What are cross rhythms? Cross rhythms exist when two different simple rhythms interact simultaneously often producing a complex and usually unanticipated new rhythm. Very few instruments are capable of easily producing cross rhythms. The classical composer J. S. Bach wrote cross rhythms for keyboards when the right and left hands cross over each other, but watch out when they are playing in the same range as it's hard to keep your fingers from getting tangled up. Due to its double structure this problem never arises on the Gravikord. Cross rhythm playing is one of the great pleasures and powers of the instrument that can be directly traced to its African roots! Using an alternate plucking technique, play a simple rhythm in the treble with your right hand and the same or a different syncopated rhythm in the bass with your left hand. Then keeping your playing patterns constant slowly move the treble hand to the bass while simultaneously moving the bass hand to the treble. As they approach each other and cross over, you will start hearing different unexpected cross rhythms. The forms these cross rhythms take are hard to anticipate. Also the same cross rhythm pattern can sound very different depending on where you place the down beat accent. Cross rhythms happen naturally on the Gravikord, when you find one you like, keep it going or you will quickly lose it! Then slow it down and try to figure out just how you're creating it. When you are sure you've got it down, try moving it around freely over the Gravikord strings, keeping your finger spacing and the plucking patterns constant. Then try exchanging what the right and left hands are doing. This last part may not be so easy, but when you become fluent you will have full use of this new cross rhythm! Cross rhythms can be very rich and subtle, and only with experience and practice will you be able to master them. There are a great number of possible cross rhythms you can create as they come from the various combinations of many possible simple rhythms. Becoming comfortable with cross rhythms will open new musical vistas for most musicians and can become a deep source of inspiration!
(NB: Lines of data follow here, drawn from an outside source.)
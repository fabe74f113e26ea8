// Copyright (C) 2026 Fred Clausen
// Use of this source code is governed by an MIT-style
// license that can be found in the LICENSE file or at
// https://opensource.org/licenses/MIT.

use crate::error::CoreError;
use crate::state::OnTimeStatus;
use painel_domain::{Modality, Month, Region, ServiceType, StateCode};
use std::collections::BTreeSet;
use std::str::FromStr;

/// A command represents a filter change requested by a view, as data only.
///
/// Commands are the only way to request filter state changes.
#[derive(Debug, Clone, PartialEq, Eq)]
pub enum FilterCommand {
    /// Replace one field of the filter state wholesale.
    UpdateFilter(FilterUpdate),
    /// Add a value to a set facet, or remove it if already selected.
    ToggleArrayFilter(FacetToggle),
    /// Reset every field to its default.
    ClearFilters,
}

impl FilterCommand {
    /// Returns the command name recorded in change records.
    #[must_use]
    pub const fn name(&self) -> &'static str {
        match self {
            Self::UpdateFilter(_) => "UpdateFilter",
            Self::ToggleArrayFilter(_) => "ToggleArrayFilter",
            Self::ClearFilters => "ClearFilters",
        }
    }
}

impl From<FilterUpdate> for FilterCommand {
    fn from(update: FilterUpdate) -> Self {
        Self::UpdateFilter(update)
    }
}

impl From<FacetToggle> for FilterCommand {
    fn from(toggle: FacetToggle) -> Self {
        Self::ToggleArrayFilter(toggle)
    }
}

/// A wholesale replacement of exactly one filter field.
#[derive(Debug, Clone, PartialEq, Eq)]
pub enum FilterUpdate {
    /// Replace the selected year.
    Year(u16),
    /// Replace the selected months.
    Months(BTreeSet<Month>),
    /// Replace the selected regions.
    Regions(BTreeSet<Region>),
    /// Replace the selected states.
    States(BTreeSet<StateCode>),
    /// Replace the selected modalities.
    Modalities(BTreeSet<Modality>),
    /// Replace the selected service types.
    ServiceTypes(BTreeSet<ServiceType>),
    /// Replace the selected order reference.
    SelectedOrder(Option<String>),
    /// Replace the on-time status selector.
    OnTimeStatus(OnTimeStatus),
}

impl FilterUpdate {
    /// Returns the name of the field this update replaces.
    #[must_use]
    pub const fn field(&self) -> &'static str {
        match self {
            Self::Year(_) => "year",
            Self::Months(_) => "months",
            Self::Regions(_) => "regions",
            Self::States(_) => "states",
            Self::Modalities(_) => "modalities",
            Self::ServiceTypes(_) => "serviceTypes",
            Self::SelectedOrder(_) => "selectedPedido",
            Self::OnTimeStatus(_) => "prazoStatus",
        }
    }
}

/// Names one of the set-valued facets.
#[derive(Debug, Clone, Copy, PartialEq, Eq, Hash)]
pub enum Facet {
    /// Delivery month.
    Month,
    /// Macro-region.
    Region,
    /// State.
    State,
    /// Transport modality.
    Modality,
    /// Service type.
    ServiceType,
}

impl Facet {
    /// All set facets, in predicate evaluation order.
    pub const ALL: [Self; 5] = [
        Self::Month,
        Self::Region,
        Self::State,
        Self::Modality,
        Self::ServiceType,
    ];

    /// Returns the facet's field name in the filter state.
    #[must_use]
    pub const fn field(&self) -> &'static str {
        match self {
            Self::Month => "months",
            Self::Region => "regions",
            Self::State => "states",
            Self::Modality => "modalities",
            Self::ServiceType => "serviceTypes",
        }
    }
}

/// A single value to toggle in one set facet.
#[derive(Debug, Clone, Copy, PartialEq, Eq, Hash)]
pub enum FacetToggle {
    /// Toggle a delivery month.
    Month(Month),
    /// Toggle a region.
    Region(Region),
    /// Toggle a state.
    State(StateCode),
    /// Toggle a modality.
    Modality(Modality),
    /// Toggle a service type.
    ServiceType(ServiceType),
}

impl FacetToggle {
    /// Parses a textual facet value into a toggle for the given facet.
    ///
    /// # Arguments
    ///
    /// * `facet` - The facet the value belongs to
    /// * `value` - The value label (e.g. `"Sul"`, `"PR"`, `"AÉREO"`, `"março"`)
    ///
    /// # Errors
    ///
    /// Returns `CoreError::DomainViolation` if the value is not a member of
    /// the facet's closed enumeration.
    pub fn parse(facet: Facet, value: &str) -> Result<Self, CoreError> {
        let toggle: Self = match facet {
            Facet::Month => Self::Month(Month::from_str(value)?),
            Facet::Region => Self::Region(Region::from_str(value)?),
            Facet::State => Self::State(StateCode::from_str(value)?),
            Facet::Modality => Self::Modality(Modality::from_str(value)?),
            Facet::ServiceType => Self::ServiceType(ServiceType::from_str(value)?),
        };
        Ok(toggle)
    }

    /// Returns the facet this toggle applies to.
    #[must_use]
    pub const fn facet(&self) -> Facet {
        match self {
            Self::Month(_) => Facet::Month,
            Self::Region(_) => Facet::Region,
            Self::State(_) => Facet::State,
            Self::Modality(_) => Facet::Modality,
            Self::ServiceType(_) => Facet::ServiceType,
        }
    }

    /// Returns the toggled value's display label.
    #[must_use]
    pub const fn label(&self) -> &'static str {
        match self {
            Self::Month(m) => m.as_str(),
            Self::Region(r) => r.as_str(),
            Self::State(s) => s.as_str(),
            Self::Modality(m) => m.as_str(),
            Self::ServiceType(t) => t.as_str(),
        }
    }
}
To help break out of a dominant hand situation and free up your rhythmic repretoire I suggest dropping all melodic content in your music for a while. Just focus on capturing different rhythms and moving them around on the strings. Your own exercises you develop are probably the best, but also listen to how it sounds when keeping one hand (thumb and forefinger) in the bass register, and the other only in the treble. Then switching back and forth in a rhythmic pattern. Just listen and don't try to direct your playing too much. Also try having one hand "span" the other, and switching...that is one hand very large span - thumb in deep bass and forefinger in high treble, other hand very close together in the mid range. While doing the above things change your plucking pattern using simultaneous and alternating plucking patterns - including mixed techniques one hand alternate, one hand simultaneous plucking - and also change which finger is playing the down beat. Picking across a strum is also fun! Don't do all of this stuff together in a mishmash but concentrate on each one for a while and get comfortable there, later you can mix and match. Don't worry the melodies will come on their own and then you will have a big interesting rhythmic vocabulary to play with them. These exercises should help you break loose and become a more balanced player. The goal is to not favor either hand in your playing.
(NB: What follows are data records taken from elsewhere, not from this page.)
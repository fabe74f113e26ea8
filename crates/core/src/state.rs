// Copyright (C) 2026 Fred Clausen
// Use of this source code is governed by an MIT-style
// license that can be found in the LICENSE file or at
// https://opensource.org/licenses/MIT.

use painel_domain::{Modality, Month, Region, ServiceType, StateCode};
use serde::{Deserialize, Serialize};
use std::collections::BTreeSet;
use std::ops::RangeInclusive;

/// Year preselected when the dashboard starts.
pub const DEFAULT_YEAR: u16 = 2024;

/// Years offered by the year selector.
pub const SELECTABLE_YEARS: RangeInclusive<u16> = 2020..=2030;

/// On-time status selector.
///
/// Unlike the set facets this is a single choice, not a set.
#[derive(Debug, Clone, Copy, PartialEq, Eq, Hash, Default, Serialize, Deserialize)]
#[serde(rename_all = "camelCase")]
pub enum OnTimeStatus {
    /// No restriction.
    #[default]
    All,
    /// Only orders delivered on time ("no prazo").
    #[serde(rename = "noPrazo")]
    OnTimeOnly,
    /// Only late orders ("fora do prazo").
    #[serde(rename = "foraPrazo")]
    LateOnly,
}

impl OnTimeStatus {
    /// Returns the string representation used by the filter bar.
    #[must_use]
    pub const fn as_str(&self) -> &'static str {
        match self {
            Self::All => "all",
            Self::OnTimeOnly => "noPrazo",
            Self::LateOnly => "foraPrazo",
        }
    }

    /// Checks whether an order with the given on-time flag passes this selector.
    #[must_use]
    pub const fn accepts(&self, on_time: bool) -> bool {
        match self {
            Self::All => true,
            Self::OnTimeOnly => on_time,
            Self::LateOnly => !on_time,
        }
    }
}

/// The complete set of active facet selections.
///
/// Every set-valued facet follows the same rule: an empty set places no
/// restriction on that facet. A `FilterState` is never mutated in place by
/// consumers; every change produces a new value through [`crate::apply`].
#[derive(Debug, Clone, PartialEq, Eq, Serialize, Deserialize)]
#[serde(rename_all = "camelCase")]
pub struct FilterState {
    /// Selected year.
    pub year: u16,
    /// Selected delivery months.
    pub months: BTreeSet<Month>,
    /// Selected regions.
    pub regions: BTreeSet<Region>,
    /// Selected states.
    pub states: BTreeSet<StateCode>,
    /// Selected modalities.
    pub modalities: BTreeSet<Modality>,
    /// Selected service types.
    pub service_types: BTreeSet<ServiceType>,
    /// Identifier of the order picked in the orders table, if any.
    #[serde(rename = "selectedPedido")]
    pub selected_order: Option<String>,
    /// On-time status selector.
    #[serde(rename = "prazoStatus")]
    pub on_time_status: OnTimeStatus,
}

impl FilterState {
    /// Creates the canonical default state: default year, every facet empty.
    #[must_use]
    pub const fn new() -> Self {
        Self {
            year: DEFAULT_YEAR,
            months: BTreeSet::new(),
            regions: BTreeSet::new(),
            states: BTreeSet::new(),
            modalities: BTreeSet::new(),
            service_types: BTreeSet::new(),
            selected_order: None,
            on_time_status: OnTimeStatus::All,
        }
    }

    /// Returns a one-line summary of the state, used in change records and logs.
    #[must_use]
    pub fn summary(&self) -> String {
        format!(
            "year={},months={},regions={},states={},modalities={},service_types={},selected_order={},prazo={}",
            self.year,
            self.months.len(),
            self.regions.len(),
            self.states.len(),
            self.modalities.len(),
            self.service_types.len(),
            self.selected_order.as_deref().unwrap_or("-"),
            self.on_time_status.as_str()
        )
    }
}

impl Default for FilterState {
    fn default() -> Self {
        Self::new()
    }
}

/// Reports whether any set facet is non-empty.
///
/// This drives the "clear filters" button. The year, the selected order and
/// the on-time selector are not counted.
#[must_use]
pub fn has_active_filters(state: &FilterState) -> bool {
    !state.months.is_empty()
        || !state.regions.is_empty()
        || !state.states.is_empty()
        || !state.modalities.is_empty()
        || !state.service_types.is_empty()
}

/// A record of one applied filter command.
///
/// Change records are handed to subscribers alongside the new state and are
/// what the store logs.
#[derive(Debug, Clone, PartialEq, Eq)]
pub struct FilterChange {
    /// The command name (e.g. "`ToggleArrayFilter`").
    pub action: &'static str,
    /// Human-readable description of what changed.
    pub details: String,
    /// Summary of the state before the command.
    pub before: String,
    /// Summary of the state after the command.
    pub after: String,
}

/// The result of applying a filter command.
///
/// Transitions are atomic: the previous state is untouched and the new state
/// is complete.
#[derive(Debug, Clone, PartialEq, Eq)]
pub struct FilterTransition {
    /// The new state after the transition.
    pub new_state: FilterState,
    /// The change record for this transition.
    pub change: FilterChange,
}
// Copyright (C) 2026 Fred Clausen
// Use of this source code is governed by an MIT-style
// license that can be found in the LICENSE file or at
// https://opensource.org/licenses/MIT.

//! Test helper functions and fixtures.

use crate::{Dashboard, RecordStore};
use painel_domain::{
    LineItem, Modality, Order, OrderStatus, ServiceType, StateCode, Subgroup,
};
use time::macros::date;

pub fn create_test_order(
    movement_number: &str,
    order_number: &str,
    state: StateCode,
    on_time: bool,
    service_type: ServiceType,
    modality: Modality,
    origin_city: &str,
) -> Order {
    Order::new(
        format!("PED-{order_number}"),
        String::from(movement_number),
        String::from(order_number),
        service_type,
        modality,
        String::from(origin_city),
        state,
        state.region(),
        String::from("99TEC_1885_COBRANÇA EXTRA PPC"),
        OrderStatus::Finalizado,
        on_time,
        date!(2024 - 06 - 12),
    )
}

pub fn create_test_item(
    order_number: &str,
    item_code: &str,
    description: &str,
    quantity: u32,
    total_volume: f64,
) -> LineItem {
    LineItem::new(
        String::from(order_number),
        String::from(item_code),
        String::from(description),
        Subgroup::Protecao,
        quantity,
        total_volume,
        2500.0,
    )
}

/// Four orders: PR on time, SC late, AM on time, SP on time.
pub fn create_test_orders() -> Vec<Order> {
    vec![
        create_test_order(
            "116418",
            "84249",
            StateCode::PR,
            true,
            ServiceType::Entrega,
            Modality::Rodoviario,
            "Curitiba",
        ),
        create_test_order(
            "116419",
            "84250",
            StateCode::SC,
            false,
            ServiceType::Coleta,
            Modality::Aereo,
            "Porto Alegre",
        ),
        create_test_order(
            "116420",
            "84251",
            StateCode::AM,
            true,
            ServiceType::Difal,
            Modality::Exclusivo,
            "Manaus",
        ),
        create_test_order(
            "116421",
            "84252",
            StateCode::SP,
            true,
            ServiceType::Entrega,
            Modality::Aereo,
            "São Paulo",
        ),
    ]
}

/// Five items; the last one points at an order that does not exist.
pub fn create_test_items() -> Vec<LineItem> {
    vec![
        create_test_item("84249", "ITM-0003", "CAPACETE MODELO X", 10, 50.0),
        create_test_item("84249", "ITM-0001", "LUVAS DE PROTEÇÃO", 2, 12.5),
        create_test_item("84250", "ITM-0002", "JAQUETA TÉRMICA", 30, 100.0),
        create_test_item("84251", "ITM-0004", "BOTAS IMPERMEÁVEIS", 7, 75.0),
        create_test_item("99999", "ITM-0005", "COLETE REFLETIVO", 1, 10.0),
    ]
}

pub fn create_test_dashboard() -> Dashboard {
    let records: RecordStore = RecordStore::new(create_test_orders(), create_test_items())
        .expect("test records should be valid");
    Dashboard::new(records)
}
// Copyright (C) 2026 Fred Clausen
// Use of this source code is governed by an MIT-style
// license that can be found in the LICENSE file or at
// https://opensource.org/licenses/MIT.

#![allow(clippy::expect_used, clippy::unwrap_used)]
// Copyright (C) 2026 Fred Clausen
// Use of this source code is governed by an MIT-style
// license that can be found in the LICENSE file or at
// https://opensource.org/licenses/MIT.

//! Item-row drill-down.
//!
//! Picking a row of the items table narrows the dashboard to the owning
//! order's state, modality, service type and region. Picking the same row
//! again lifts those restrictions.

use crate::dashboard::Dashboard;
use painel::{FacetToggle, FilterChange, FilterState};
use painel_domain::LineItem;
use tracing::debug;

/// Selected row of the items table.
///
/// This is local view state; only the facet toggles it issues reach the
/// filter state.
#[derive(Debug, Clone, PartialEq, Eq, Default)]
pub struct ItemSelection {
    selected_row: Option<String>,
}

fn row_key(item: &LineItem) -> String {
    format!("{}-{}", item.order_number, item.item_code)
}

fn is_selected(filters: &FilterState, toggle: FacetToggle) -> bool {
    match toggle {
        FacetToggle::Month(month) => filters.months.contains(&month),
        FacetToggle::Region(region) => filters.regions.contains(&region),
        FacetToggle::State(state) => filters.states.contains(&state),
        FacetToggle::Modality(modality) => filters.modalities.contains(&modality),
        FacetToggle::ServiceType(service_type) => filters.service_types.contains(&service_type),
    }
}

impl ItemSelection {
    /// Creates an empty selection.
    #[must_use]
    pub const fn new() -> Self {
        Self { selected_row: None }
    }

    /// Returns the key (`{order number}-{item code}`) of the selected row.
    #[must_use]
    pub fn selected_row(&self) -> Option<&str> {
        self.selected_row.as_deref()
    }

    /// Checks whether the given item's row is selected.
    #[must_use]
    pub fn is_row_selected(&self, item: &LineItem) -> bool {
        self.selected_row.as_deref() == Some(row_key(item).as_str())
    }

    /// Handles a click on an items-table row.
    ///
    /// Selecting a row adds each of the owning order's state, modality, service
    /// type and region to its facet when absent. Clicking the selected row
    /// again clears the selection and removes those values when present. Items
    /// whose order is not in the record store are ignored.
    ///
    /// # Returns
    ///
    /// The change records of the toggles that were dispatched, in order.
    pub fn select_item_row(&mut self, dashboard: &mut Dashboard, item: &LineItem) -> Vec<FilterChange> {
        let Some(order) = dashboard.records().find_order(&item.order_number) else {
            debug!(
                order_number = %item.order_number,
                item_code = %item.item_code,
                "Ignoring drill-down on item without a known order"
            );
            return Vec::new();
        };

        let toggles: [FacetToggle; 4] = [
            FacetToggle::State(order.state),
            FacetToggle::Modality(order.modality),
            FacetToggle::ServiceType(order.service_type),
            FacetToggle::Region(order.region),
        ];

        let key: String = row_key(item);
        let selecting: bool = self.selected_row.as_deref() != Some(key.as_str());
        self.selected_row = selecting.then_some(key);

        let mut changes: Vec<FilterChange> = Vec::new();
        for toggle in toggles {
            if is_selected(dashboard.filter_state(), toggle) != selecting {
                changes.push(dashboard.toggle_array_filter(toggle));
            }
        }
        changes
    }
}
Surprisingly the reading of music notation and the transposing of other written keys for playing on the Gravikord is also greatly simplified. It can all be done quite quickly and simply in your head by using an easy mental trick. Because of the unique structure and tuning of the Gravikord, all the notes on one side of the bridge are in the staff spaces and all the notes on the other side are on the staff lines! So, no matter what key the music is written in just determine where the root note “Do” is on the staff. Now here's the trick, mentally let that be the position of your root note “G” for example. If it’s on a staff line, let that line represent the “G” string on the Gravikord and all the strings on that side of the bridge will correspond spatially and sequentially to the other lines on the staff, all the notes on the other side of the bridge will correspond spatially and sequentially to the staff spaces. If the root lies in a space then the opposite is true. Now without actually transposing the key and rewriting the individual notes, the staff itself accurately represents spatially the strings and the notes of the Gravikord and you can easily find your way around the music as if it were written in a tablature specially designed for the Gravikord! The position of the notes on the staff tell you which string to pluck on the Gravikord and all you have to think about are the note values to get the rhythm and feel of the music. Pretty neat stuff!


The Gravikord is also very easy to play in various non-traditional and non-western scales. Just put in the notes of the scale you wish to explore and take out the notes you don't need. Then there is no need to learn what notes to avoid as in playing music in other scales on the piano or guitar. You can very quickly get into the feeling and spirit of the culture the scale came from or develop your own unique tunings. Also for those interested in playing in and exploring just intonation the Gravikord is an easy instrument to adapt to this purist's pursuit. These can be a great and broadening musical experiences!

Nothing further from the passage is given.